**What is needed**
Find the lines below in which the string "column" occurs. Copy each one.

**Excerpted records**
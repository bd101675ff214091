// src/types.rs
use serde::{Deserialize, Serialize};
use std::fmt;

use crate::error::EngineError;

// --- Enums and Basic Structs ---
#[derive(Debug, Serialize, Deserialize, Copy, Clone, PartialEq, Eq, Hash)]
pub enum Color { White, Black }

impl Color {
    pub fn opponent(&self) -> Color {
        match self { Color::White => Color::Black, Color::Black => Color::White }
    }

    pub(crate) fn index(&self) -> usize { // Helper for Zobrist indexing
        match self { Color::White => 0, Color::Black => 1 }
    }

    /// Row holding this color's king and rooks at the start of the game.
    pub fn back_row(&self) -> u8 {
        match self { Color::White => 0, Color::Black => 7 }
    }

    /// Row direction a pawn of this color advances in.
    pub fn pawn_direction(&self) -> i8 {
        match self { Color::White => 1, Color::Black => -1 }
    }

    pub fn pawn_start_row(&self) -> u8 {
        match self { Color::White => 1, Color::Black => 6 }
    }

    /// The farthest rank, where a pawn of this color promotes.
    pub fn promotion_row(&self) -> u8 {
        self.opponent().back_row()
    }
}

impl fmt::Display for Color {
    fn fmt(&self, f: &mut fmt::Formatter<'_>) -> fmt::Result {
        match self {
            Color::White => write!(f, "White"),
            Color::Black => write!(f, "Black"),
        }
    }
}

#[derive(Debug, Serialize, Deserialize, Copy, Clone, PartialEq, Eq, Hash)]
pub enum PieceKind { Pawn, Knight, Bishop, Rook, Queen, King }

impl PieceKind {
    pub const PROMOTION_CHOICES: [PieceKind; 4] =
        [PieceKind::Queen, PieceKind::Rook, PieceKind::Bishop, PieceKind::Knight];

    pub(crate) fn index(&self) -> usize { // Helper for Zobrist indexing
        match self {
            PieceKind::Pawn => 0, PieceKind::Knight => 1, PieceKind::Bishop => 2,
            PieceKind::Rook => 3, PieceKind::Queen => 4, PieceKind::King => 5,
        }
    }

    /// Uppercase letter used in move notation. Pawns have none.
    pub fn letter(&self) -> Option<char> {
        match self {
            PieceKind::Pawn => None,
            PieceKind::Knight => Some('N'), PieceKind::Bishop => Some('B'),
            PieceKind::Rook => Some('R'), PieceKind::Queen => Some('Q'), PieceKind::King => Some('K'),
        }
    }

    pub fn is_promotion_choice(&self) -> bool {
        Self::PROMOTION_CHOICES.contains(self)
    }

    /// Parses a promotion choice letter (q, r, b, n; either case).
    pub fn from_promotion_char(c: char) -> Option<PieceKind> {
        match c.to_ascii_lowercase() {
            'q' => Some(PieceKind::Queen), 'r' => Some(PieceKind::Rook),
            'b' => Some(PieceKind::Bishop), 'n' => Some(PieceKind::Knight),
            _ => None,
        }
    }
}

#[derive(Debug, Serialize, Deserialize, Copy, Clone, PartialEq, Eq, Hash)]
pub struct Piece {
    pub kind: PieceKind,
    pub color: Color,
}

impl Piece {
    pub fn new(kind: PieceKind, color: Color) -> Self { Piece { kind, color } }

    pub fn value(&self) -> u32 {
        match self.kind {
            PieceKind::Pawn => 1, PieceKind::Knight => 3, PieceKind::Bishop => 3,
            PieceKind::Rook => 5, PieceKind::Queen => 9, PieceKind::King => 0,
        }
    }

    pub fn from_char(c: char) -> Option<Self> {
        let color = if c.is_uppercase() { Color::White } else { Color::Black };
        let kind = match c.to_ascii_lowercase() {
            'p' => PieceKind::Pawn, 'n' => PieceKind::Knight, 'b' => PieceKind::Bishop,
            'r' => PieceKind::Rook, 'q' => PieceKind::Queen, 'k' => PieceKind::King,
            _ => return None,
        };
        Some(Piece::new(kind, color))
    }
}

impl fmt::Display for Piece {
    fn fmt(&self, f: &mut fmt::Formatter<'_>) -> fmt::Result {
        let symbol = match self.kind {
            PieceKind::Pawn => 'p', PieceKind::Knight => 'n', PieceKind::Bishop => 'b',
            PieceKind::Rook => 'r', PieceKind::Queen => 'q', PieceKind::King => 'k',
        };
        let symbol = match self.color {
            Color::White => symbol.to_ascii_uppercase(),
            Color::Black => symbol,
        };
        write!(f, "{}", symbol)
    }
}

// --- Squares ---

/// A board coordinate. Row 0 is White's back rank, column 0 is the a-file.
#[derive(Debug, Serialize, Deserialize, Copy, Clone, PartialEq, Eq, Hash)]
pub struct Square {
    pub row: u8,
    pub col: u8,
}

impl Square {
    pub const fn new(row: u8, col: u8) -> Self { Square { row, col } }

    /// False for squares built by hand or deserialized with a row or column past 7.
    pub const fn is_on_board(&self) -> bool { self.row < 8 && self.col < 8 }

    /// Offsets the square, returning `None` when the result falls off the board.
    pub fn offset(&self, d_row: i8, d_col: i8) -> Option<Square> {
        let row = self.row as i8 + d_row;
        let col = self.col as i8 + d_col;
        if (0..8).contains(&row) && (0..8).contains(&col) {
            Some(Square::new(row as u8, col as u8))
        } else {
            None
        }
    }

    pub(crate) fn index(&self) -> usize {
        self.row as usize * 8 + self.col as usize
    }

    /// Every square on the board, a1 first, h8 last.
    pub fn all() -> impl Iterator<Item = Square> {
        (0..8u8).flat_map(|row| (0..8u8).map(move |col| Square::new(row, col)))
    }

    /// Parses algebraic notation such as "e4".
    pub fn from_algebraic(s: &str) -> Option<Square> {
        let mut chars = s.chars();
        let file_char = chars.next()?;
        let rank_char = chars.next()?;
        if chars.next().is_some() { return None; }
        let col = match file_char.to_ascii_lowercase() { c @ 'a'..='h' => c as u8 - b'a', _ => return None };
        let row = match rank_char { '1'..='8' => rank_char as u8 - b'1', _ => return None };
        Some(Square::new(row, col))
    }
}

impl std::str::FromStr for Square {
    type Err = EngineError;

    fn from_str(s: &str) -> Result<Self, Self::Err> {
        Square::from_algebraic(s.trim()).ok_or_else(|| EngineError::InvalidSquare(s.to_string()))
    }
}

impl fmt::Display for Square {
    fn fmt(&self, f: &mut fmt::Formatter<'_>) -> fmt::Result {
        write!(f, "{}{}", (b'a' + self.col) as char, (b'1' + self.row) as char)
    }
}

**Reply to the task**
/// A board coordinate. Row 0 is White's back rank, column 0 is the a-file.
    /// False for squares built by hand or deserialized with a row or column past 7.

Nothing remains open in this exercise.